## PROBLEM TO SOLVE
Below are some records; find each line that carries the word "CreateOrder" and copy it.

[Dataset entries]
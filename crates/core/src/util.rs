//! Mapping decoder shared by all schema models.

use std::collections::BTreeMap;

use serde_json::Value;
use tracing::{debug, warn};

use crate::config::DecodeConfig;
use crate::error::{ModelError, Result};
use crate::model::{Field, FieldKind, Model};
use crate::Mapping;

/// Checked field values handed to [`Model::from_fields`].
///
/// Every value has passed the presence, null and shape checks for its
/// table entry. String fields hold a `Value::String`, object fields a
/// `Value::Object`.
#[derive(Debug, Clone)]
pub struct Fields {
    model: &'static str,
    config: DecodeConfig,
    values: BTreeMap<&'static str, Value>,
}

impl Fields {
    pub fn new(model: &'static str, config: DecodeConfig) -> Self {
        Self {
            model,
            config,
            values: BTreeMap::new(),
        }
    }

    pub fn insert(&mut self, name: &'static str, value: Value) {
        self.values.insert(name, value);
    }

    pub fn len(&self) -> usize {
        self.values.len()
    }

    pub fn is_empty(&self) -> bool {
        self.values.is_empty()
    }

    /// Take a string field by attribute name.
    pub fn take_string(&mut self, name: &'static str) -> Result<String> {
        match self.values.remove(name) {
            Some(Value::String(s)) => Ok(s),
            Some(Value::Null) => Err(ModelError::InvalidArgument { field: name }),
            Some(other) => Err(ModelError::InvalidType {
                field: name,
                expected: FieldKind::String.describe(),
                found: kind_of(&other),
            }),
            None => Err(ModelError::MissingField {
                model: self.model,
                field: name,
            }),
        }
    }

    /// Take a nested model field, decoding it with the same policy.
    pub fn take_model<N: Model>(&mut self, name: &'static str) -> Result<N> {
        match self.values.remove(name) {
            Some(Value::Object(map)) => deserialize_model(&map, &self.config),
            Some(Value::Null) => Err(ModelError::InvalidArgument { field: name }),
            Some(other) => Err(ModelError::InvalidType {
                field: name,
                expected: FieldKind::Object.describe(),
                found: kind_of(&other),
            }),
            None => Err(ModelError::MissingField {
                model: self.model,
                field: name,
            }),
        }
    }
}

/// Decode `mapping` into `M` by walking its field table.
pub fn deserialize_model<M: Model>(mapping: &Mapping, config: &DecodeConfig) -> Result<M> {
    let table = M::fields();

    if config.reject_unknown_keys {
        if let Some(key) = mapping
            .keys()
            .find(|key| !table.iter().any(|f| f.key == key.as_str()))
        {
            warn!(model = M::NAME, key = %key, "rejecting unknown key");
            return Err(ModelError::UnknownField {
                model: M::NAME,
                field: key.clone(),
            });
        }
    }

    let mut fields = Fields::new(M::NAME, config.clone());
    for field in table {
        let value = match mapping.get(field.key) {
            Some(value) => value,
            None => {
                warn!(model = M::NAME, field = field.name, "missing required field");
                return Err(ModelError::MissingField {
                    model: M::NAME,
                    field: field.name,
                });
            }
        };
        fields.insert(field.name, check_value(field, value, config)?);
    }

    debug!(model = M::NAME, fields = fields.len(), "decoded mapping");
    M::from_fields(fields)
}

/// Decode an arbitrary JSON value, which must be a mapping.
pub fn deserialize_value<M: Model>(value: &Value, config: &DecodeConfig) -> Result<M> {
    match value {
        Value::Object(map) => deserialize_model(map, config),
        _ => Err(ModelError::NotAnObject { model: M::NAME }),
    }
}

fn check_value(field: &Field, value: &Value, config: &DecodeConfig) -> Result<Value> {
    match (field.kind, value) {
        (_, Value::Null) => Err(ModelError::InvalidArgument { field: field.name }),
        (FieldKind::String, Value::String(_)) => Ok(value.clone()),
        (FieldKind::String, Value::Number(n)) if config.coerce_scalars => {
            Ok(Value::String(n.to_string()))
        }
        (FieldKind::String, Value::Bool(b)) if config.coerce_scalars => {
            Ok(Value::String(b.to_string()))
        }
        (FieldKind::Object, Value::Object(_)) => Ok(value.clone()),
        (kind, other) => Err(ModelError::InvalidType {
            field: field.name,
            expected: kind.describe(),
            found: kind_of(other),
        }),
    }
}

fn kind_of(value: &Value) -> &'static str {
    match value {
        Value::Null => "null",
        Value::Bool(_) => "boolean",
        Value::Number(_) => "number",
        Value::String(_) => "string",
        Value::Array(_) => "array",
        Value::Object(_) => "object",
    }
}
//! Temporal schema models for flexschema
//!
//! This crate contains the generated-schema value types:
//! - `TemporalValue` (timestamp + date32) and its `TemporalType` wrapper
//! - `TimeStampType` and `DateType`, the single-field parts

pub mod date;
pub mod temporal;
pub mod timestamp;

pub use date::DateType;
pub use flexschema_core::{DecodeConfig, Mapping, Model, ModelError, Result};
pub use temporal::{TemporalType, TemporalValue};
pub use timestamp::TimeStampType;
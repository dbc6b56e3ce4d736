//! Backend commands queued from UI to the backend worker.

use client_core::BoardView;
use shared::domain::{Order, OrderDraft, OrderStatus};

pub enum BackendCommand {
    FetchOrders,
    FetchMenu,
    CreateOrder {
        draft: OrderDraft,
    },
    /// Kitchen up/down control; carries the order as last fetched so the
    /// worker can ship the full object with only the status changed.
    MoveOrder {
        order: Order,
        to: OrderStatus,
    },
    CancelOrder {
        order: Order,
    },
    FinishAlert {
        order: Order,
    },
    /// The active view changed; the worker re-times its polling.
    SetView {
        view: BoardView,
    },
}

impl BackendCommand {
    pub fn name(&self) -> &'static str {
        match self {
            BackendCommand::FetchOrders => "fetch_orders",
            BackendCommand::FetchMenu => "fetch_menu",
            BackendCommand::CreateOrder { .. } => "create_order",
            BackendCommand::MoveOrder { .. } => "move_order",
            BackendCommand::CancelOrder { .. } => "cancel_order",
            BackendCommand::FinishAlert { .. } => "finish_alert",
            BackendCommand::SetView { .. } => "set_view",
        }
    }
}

## WRITTEN RESPONSE
    CreateOrder {
            BackendCommand::CreateOrder { .. } => "create_order",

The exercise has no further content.